=== AVAILABLE RECORDS ===

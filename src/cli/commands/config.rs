//! Config command implementation.
//!
//! Every action works on the config file actually in use, which is the
//! `--config` path when one was given.

use crate::cli::{ConfigAction, Output};
use crate::config::Settings;
use anyhow::{Context, Result};
use std::path::Path;

/// Run the config command against the file at `config_path`.
pub fn run_config(action: &ConfigAction, config_path: &Path, settings: Settings) -> Result<()> {
    match action {
        ConfigAction::Show => {
            let toml_str =
                toml::to_string_pretty(&settings).context("Failed to serialize config")?;
            println!("# {}", config_path.display());
            println!("{}", toml_str);
        }
        ConfigAction::Edit => edit_config(config_path, &settings)?,
        ConfigAction::Path => println!("{}", config_path.display()),
    }

    Ok(())
}

fn edit_config(config_path: &Path, settings: &Settings) -> Result<()> {
    if ensure_config_file(config_path, settings)? {
        Output::info(&format!("Wrote current settings to {}", config_path.display()));
    }

    let editor = std::env::var("EDITOR").unwrap_or_else(|_| "vim".to_string());
    Output::info(&format!("Opening {} in {}...", config_path.display(), editor));

    match std::process::Command::new(&editor).arg(config_path).status() {
        Ok(status) if status.success() => Output::success("Config saved."),
        Ok(status) => Output::warning(&format!("{} exited with {}", editor, status)),
        Err(e) => {
            Output::error(&format!("Failed to launch {}: {}", editor, e));
            Output::info(&format!("Edit the file by hand: {}", config_path.display()));
        }
    }

    Ok(())
}

/// Write `settings` to `config_path` unless the file already exists.
///
/// Returns whether a file was written.
fn ensure_config_file(config_path: &Path, settings: &Settings) -> Result<bool> {
    if config_path.exists() {
        return Ok(false);
    }
    settings
        .save_to(&config_path.to_path_buf())
        .with_context(|| format!("Failed to write {}", config_path.display()))?;
    Ok(true)
}

#[cfg(test)]
mod tests {
    use super::*;

    #[test]
    fn test_ensure_creates_file_at_given_path() {
        let dir = tempfile::tempdir().unwrap();
        let path = dir.path().join("custom").join("pdfquiz.toml");

        let mut settings = Settings::default();
        settings.server.port = 9100;

        assert!(ensure_config_file(&path, &settings).unwrap());
        let loaded = Settings::load_from(Some(&path)).unwrap();
        assert_eq!(loaded.server.port, 9100);
    }

    #[test]
    fn test_ensure_keeps_existing_file() {
        let dir = tempfile::tempdir().unwrap();
        let path = dir.path().join("pdfquiz.toml");
        std::fs::write(&path, "[server]\nport = 7000\n").unwrap();

        assert!(!ensure_config_file(&path, &Settings::default()).unwrap());
        assert_eq!(
            std::fs::read_to_string(&path).unwrap(),
            "[server]\nport = 7000\n"
        );
    }

    #[test]
    fn test_path_action_succeeds_for_custom_file() {
        let dir = tempfile::tempdir().unwrap();
        let path = dir.path().join("absent.toml");
        run_config(&ConfigAction::Path, &path, Settings::default()).unwrap();
        assert!(!path.exists());
    }
}
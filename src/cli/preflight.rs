//! Pre-flight checks before model calls.
//!
//! Validates that configuration and input files are in place before
//! starting operations that would otherwise fail midway.

use crate::config::{ModelConfig, Settings};
use crate::error::{PdfQuizError, Result};
use std::path::Path;

/// Requirements for different operations.
#[derive(Debug, Clone, Copy)]
pub enum Operation {
    /// Summary or quiz of a local file: API key and a readable file.
    Document,
    /// Web server: API key and a writable upload directory.
    Serve,
}

/// Run pre-flight checks for the given operation.
///
/// Returns the resolved model endpoint if all checks pass.
pub fn check(operation: Operation, settings: &Settings, file: Option<&Path>) -> Result<ModelConfig> {
    let model_config = settings.model_config()?;

    match operation {
        Operation::Document => {
            if let Some(path) = file {
                check_file(path)?;
            }
        }
        Operation::Serve => {
            std::fs::create_dir_all(settings.upload_dir()).map_err(|e| {
                PdfQuizError::Config(format!(
                    "Cannot create upload directory {}: {}",
                    settings.upload_dir().display(),
                    e
                ))
            })?;
        }
    }

    Ok(model_config)
}

/// Check that the input is an existing regular file.
fn check_file(path: &Path) -> Result<()> {
    if !path.exists() {
        return Err(PdfQuizError::InvalidInput(format!(
            "File not found: {}",
            path.display()
        )));
    }
    if !path.is_file() {
        return Err(PdfQuizError::InvalidInput(format!(
            "Not a file: {}",
            path.display()
        )));
    }
    Ok(())
}

#[cfg(test)]
mod tests {
    use super::*;

    #[test]
    fn test_missing_file_rejected() {
        assert!(check_file(Path::new("/no/such/file.pdf")).is_err());
        let dir = tempfile::tempdir().unwrap();
        assert!(check_file(dir.path()).is_err());

        let file = dir.path().join("a.pdf");
        std::fs::write(&file, b"%PDF").unwrap();
        assert!(check_file(&file).is_ok());
    }

    #[test]
    fn test_missing_key_fails_first() {
        let mut settings = Settings::default();
        settings.model.api_key_env = "PDFQUIZ_PREFLIGHT_KEY_NEVER_SET".to_string();
        let err = check(Operation::Document, &settings, None).unwrap_err();
        assert!(matches!(err, PdfQuizError::Config(_)));
    }
}
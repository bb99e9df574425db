//! Summarize command implementation.

use crate::assistant::Assistant;
use crate::cli::preflight::{self, Operation};
use crate::cli::Output;
use crate::config::Settings;
use anyhow::Result;
use std::path::Path;

/// Run the summarize command.
pub async fn run_summarize(file: &str, settings: Settings) -> Result<()> {
    let path = Path::new(file);

    let model_config = match preflight::check(Operation::Document, &settings, Some(path)) {
        Ok(config) => config,
        Err(e) => {
            Output::error(&format!("{}", e));
            Output::info("Run 'pdfquiz doctor' for detailed diagnostics.");
            return Err(e.into());
        }
    };

    let assistant = Assistant::new(&settings)?;

    Output::header("Document Summary");
    Output::kv("File", &path.display().to_string());
    Output::kv("Model", &model_config.model);
    println!();

    let spinner = Output::spinner("Generating summary...");

    match assistant.summarize(path).await {
        Ok(summary) => {
            spinner.finish_and_clear();
            println!("{}\n", summary);
        }
        Err(e) => {
            spinner.finish_and_clear();
            Output::error(&format!("Error generating summary: {}", e));
            Output::info(&format!(
                "Check {} and tool configuration.",
                settings.model.api_key_env
            ));
            return Err(e.into());
        }
    }

    Ok(())
}
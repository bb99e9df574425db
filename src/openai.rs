//! OpenAI-compatible client construction.

use crate::config::ModelConfig;
use crate::error::Result;
use async_openai::{config::OpenAIConfig, Client};

/// Create a chat client for the configured endpoint.
///
/// The base URL and key come from `config`; the HTTP client carries the
/// configured request timeout.
pub fn create_client(config: &ModelConfig) -> Result<Client<OpenAIConfig>> {
    let http_client = reqwest::Client::builder().timeout(config.timeout).build()?;

    let openai_config = OpenAIConfig::new()
        .with_api_base(api_base(config))
        .with_api_key(config.api_key.clone());

    Ok(Client::with_config(openai_config).with_http_client(http_client))
}

/// async-openai appends `/chat/completions` itself, so drop a trailing slash.
fn api_base(config: &ModelConfig) -> String {
    config.base_url.as_str().trim_end_matches('/').to_string()
}
//! PDF text extraction backed by lopdf.

use super::TextExtractor;
use lopdf::Document;
use std::path::Path;
use tracing::{debug, instrument, warn};

/// Extracts text page by page from PDF files.
#[derive(Debug, Default, Clone, Copy)]
pub struct PdfTextExtractor;

impl PdfTextExtractor {
    pub fn new() -> Self {
        Self
    }
}

impl TextExtractor for PdfTextExtractor {
    #[instrument(skip(self), fields(path = %path.display()))]
    fn extract(&self, path: &Path) -> String {
        let doc = match Document::load(path) {
            Ok(doc) => doc,
            Err(e) => {
                warn!("Error extracting text from PDF {}: {}", path.display(), e);
                return String::new();
            }
        };

        let pages = doc.get_pages();
        let mut text = String::new();

        // A page that fails contributes nothing; the rest still count.
        for page_num in pages.keys() {
            match doc.extract_text(&[*page_num]) {
                Ok(page_text) => text.push_str(&page_text),
                Err(e) => debug!("Page {} yielded no text: {}", page_num, e),
            }
        }

        if text.trim().is_empty() {
            debug!("No extractable text in {} ({} pages)", path.display(), pages.len());
            return String::new();
        }

        debug!("Extracted {} chars from {} pages", text.chars().count(), pages.len());
        text
    }
}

===

WORK INSTRUCTIONS: Lines from the top of the entries through the line with "config_path: &Path, settings: Settings)" are to be transcribed exactly, and nothing more.

ANSWER SPACE:
filename src/cli/commands/config.rs
//! Config command implementation.
//!
//! Every action works on the config file actually in use, which is the
//! `--config` path when one was given.

use crate::cli::{ConfigAction, Output};
use crate::config::Settings;
use anyhow::{Context, Result};
use std::path::Path;

/// Run the config command against the file at `config_path`.
pub fn run_config(action: &ConfigAction, config_path: &Path, settings: Settings) -> Result<()> {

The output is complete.